British Islamic Medical Association
- Abbreviation: BIMA
- Formation: 2013
- Type: medical
- Location: United Kingdom;
- President: Dr. Salman Wagar
- Board of directors: Ahmed Bachelani Dr. Sahira Saleem Dar
- Affiliations: Muslim Council of Britain Federation of Islamic Medical Associations
- Website: britishima.org

= British Islamic Medical Association =

Professional association in the UK

The British Islamic Medical Association (BIMA) is a British organisation which aims to serve Muslim healthcare professionals in the UK. The association was founded in 2013 and is an affiliate of the Muslim Council of Britain and the Federation of Islamic Medical Associations.

== Campaigns==
=== National Health Promotion ===
The British Islamic Medical Association holds regular conferences and workshops and has created tool kits to address various issues that are dealt with by Muslim medical professionals. One such project has been ‘Lifesavers’, launched in association with the British Heart Foundation. The project was carried out in collaboration with mosques in the UK, and aimed to train members of the public and Muslim communities in basic life support and cardiopulmonary resuscitation.

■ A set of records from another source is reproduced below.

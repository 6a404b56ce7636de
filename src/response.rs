//! DRIFT response parsing and status interpretation.
//!
//! A response is the decrypted plaintext body of an inbound frame:
//!
//! | Byte | Field | Description |
//! |------|-------|-------------|
//! | 0 | opcode | echoes the command kind |
//! | 1 | status | `0x00` success, `0x04` not writable, others unclassified |
//! | 2.. | payload | command-specific; successful reads carry the sensor value at body bytes 4..8, big-endian |
//!
//! A non-success status is a normal protocol outcome, not an error — it is
//! surfaced as a [`Status`] value and interpreted per command by the caller.
//!
//! # Example
//!
//! ```
//! use drift_plc::{Response, Status};
//!
//! let body = [0x03, 0x00, 0x00, 0x00, 0x00, 0x00, 0x50, 0x20];
//! let response = Response::from_bytes(&body).unwrap();
//! assert_eq!(response.status, Status::Success);
//! assert_eq!(response.sensor_value(), Some(0x5020));
//! ```

use crate::error::{DriftError, Result};

/// Status byte for a successful operation.
pub(crate) const STATUS_SUCCESS: u8 = 0x00;
/// Status byte for a write to a read-only register.
pub(crate) const STATUS_NOT_WRITABLE: u8 = 0x04;

/// Minimum decrypted body: opcode plus status.
pub(crate) const MIN_BODY_SIZE: usize = 2;

/// Offset of the sensor value within a successful read response body.
const VALUE_OFFSET: usize = 4;

/// Classified response status code.
///
/// The controller documents only success and not-writable; everything else
/// is carried verbatim as [`Other`](Status::Other) without guessing further
/// semantics.
#[derive(Debug, Clone, Copy, PartialEq, Eq)]
pub enum Status {
    /// Operation succeeded (`0x00`).
    Success,
    /// Write rejected: the register is read-only (`0x04`).
    NotWritable,
    /// Unclassified failure status.
    Other(u8),
}

impl Status {
    /// Classifies a raw status byte.
    pub fn from_byte(byte: u8) -> Self {
        match byte {
            STATUS_SUCCESS => Status::Success,
            STATUS_NOT_WRITABLE => Status::NotWritable,
            other => Status::Other(other),
        }
    }

    /// Returns the raw status byte.
    pub fn as_byte(&self) -> u8 {
        match self {
            Status::Success => STATUS_SUCCESS,
            Status::NotWritable => STATUS_NOT_WRITABLE,
            Status::Other(byte) => *byte,
        }
    }

    /// Returns whether this is the success status.
    pub fn is_success(&self) -> bool {
        matches!(self, Status::Success)
    }
}

impl std::fmt::Display for Status {
    fn fmt(&self, f: &mut std::fmt::Formatter<'_>) -> std::fmt::Result {
        match self {
            Status::Success => write!(f, "success"),
            Status::NotWritable => write!(f, "not writable"),
            Status::Other(byte) => write!(f, "status 0x{byte:02X}"),
        }
    }
}

/// A decrypted logical reply from the controller.
#[derive(Debug, Clone, PartialEq, Eq)]
pub struct Response {
    /// Response opcode (byte 0 of the decrypted body).
    pub opcode: u8,
    /// Classified status (byte 1).
    pub status: Status,
    body: Vec<u8>,
}

impl Response {
    /// Parses a response from a decrypted frame body.
    ///
    /// # Errors
    ///
    /// Returns [`DriftError::MalformedFrame`] if the body is shorter than
    /// the two mandatory bytes.
    pub fn from_bytes(body: &[u8]) -> Result<Self> {
        if body.len() < MIN_BODY_SIZE {
            return Err(DriftError::malformed_frame(format!(
                "decrypted body too short: {} bytes, need at least {MIN_BODY_SIZE}",
                body.len()
            )));
        }

        Ok(Self {
            opcode: body[0],
            status: Status::from_byte(body[1]),
            body: body.to_vec(),
        })
    }

    /// Returns the full decrypted body, opcode and status included.
    pub fn body(&self) -> &[u8] {
        &self.body
    }

    /// Returns the payload bytes following opcode and status.
    pub fn payload(&self) -> &[u8] {
        &self.body[MIN_BODY_SIZE..]
    }

    /// Extracts the sensor value from a successful read response.
    ///
    /// The value sits at body bytes 4..8, big-endian. Returns `None` when
    /// the status is not success or the body is too short to hold a value —
    /// the caller treats both as "no sensor at this ID".
    ///
    /// # Example
    ///
    /// ```
    /// use drift_plc::Response;
    ///
    /// let ok = Response::from_bytes(&[0x03, 0x00, 0, 0, 0x00, 0x00, 0x50, 0x20]).unwrap();
    /// assert_eq!(ok.sensor_value(), Some(20512));
    ///
    /// let failed = Response::from_bytes(&[0x03, 0x01, 0, 0, 0x00, 0x00, 0x50, 0x20]).unwrap();
    /// assert_eq!(failed.sensor_value(), None);
    /// ```
    pub fn sensor_value(&self) -> Option<u32> {
        if !self.status.is_success() {
            return None;
        }
        let bytes = self.body.get(VALUE_OFFSET..VALUE_OFFSET + 4)?;
        Some(u32::from_be_bytes([bytes[0], bytes[1], bytes[2], bytes[3]]))
    }
}

#[cfg(test)]
mod tests {
    use super::*;

    #[test]
    fn test_status_classification() {
        assert_eq!(Status::from_byte(0x00), Status::Success);
        assert_eq!(Status::from_byte(0x04), Status::NotWritable);
        assert_eq!(Status::from_byte(0x01), Status::Other(0x01));
        assert_eq!(Status::from_byte(0xFF), Status::Other(0xFF));
    }

    #[test]
    fn test_status_roundtrip() {
        for byte in [0x00, 0x01, 0x04, 0x7F, 0xFF] {
            assert_eq!(Status::from_byte(byte).as_byte(), byte);
        }
    }

    #[test]
    fn test_status_display() {
        assert_eq!(Status::Success.to_string(), "success");
        assert_eq!(Status::NotWritable.to_string(), "not writable");
        assert_eq!(Status::Other(0x1A).to_string(), "status 0x1A");
    }

    #[test]
    fn test_from_bytes() {
        let response = Response::from_bytes(&[0x03, 0x00, 0xAA, 0xBB]).unwrap();
        assert_eq!(response.opcode, 0x03);
        assert_eq!(response.status, Status::Success);
        assert_eq!(response.payload(), &[0xAA, 0xBB]);
    }

    #[test]
    fn test_from_bytes_too_short() {
        assert!(Response::from_bytes(&[]).is_err());
        assert!(Response::from_bytes(&[0x03]).is_err());
    }

    #[test]
    fn test_sensor_value_success() {
        let body = [0x03, 0x00, 0x00, 0x00, 0x00, 0x00, 0x50, 0x20];
        let response = Response::from_bytes(&body).unwrap();
        assert_eq!(response.sensor_value(), Some(20512));
    }

    #[test]
    fn test_sensor_value_non_success_status() {
        let body = [0x03, 0x01, 0x00, 0x00, 0x00, 0x00, 0x50, 0x20];
        let response = Response::from_bytes(&body).unwrap();
        assert_eq!(response.sensor_value(), None);
    }

    #[test]
    fn test_sensor_value_short_body() {
        // Success status but not enough bytes to hold a value.
        let response = Response::from_bytes(&[0x03, 0x00, 0x00, 0x00, 0x12]).unwrap();
        assert_eq!(response.sensor_value(), None);
    }

    #[test]
    fn test_sensor_value_is_big_endian() {
        let body = [0x03, 0x00, 0x00, 0x00, 0x12, 0x34, 0x56, 0x78];
        let response = Response::from_bytes(&body).unwrap();
        assert_eq!(response.sensor_value(), Some(0x12345678));
    }
}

In a similar project, the association has also collaborated with Cancer Research UK on a project aiming to educate members of the public and Muslim communities about bowel cancer and raise awareness about the availability and importance of bowel cancer screening services.

=== British Medical Association and the National Health Service ===
Along with other medical associations and medical professionals, the British Islamic Medical Association joined the British Medical Association in opposition to comments made at the 2016 Conservative Party Conference in which medical professionals working in the NHS from overseas were referred to as an ‘interim workforce’.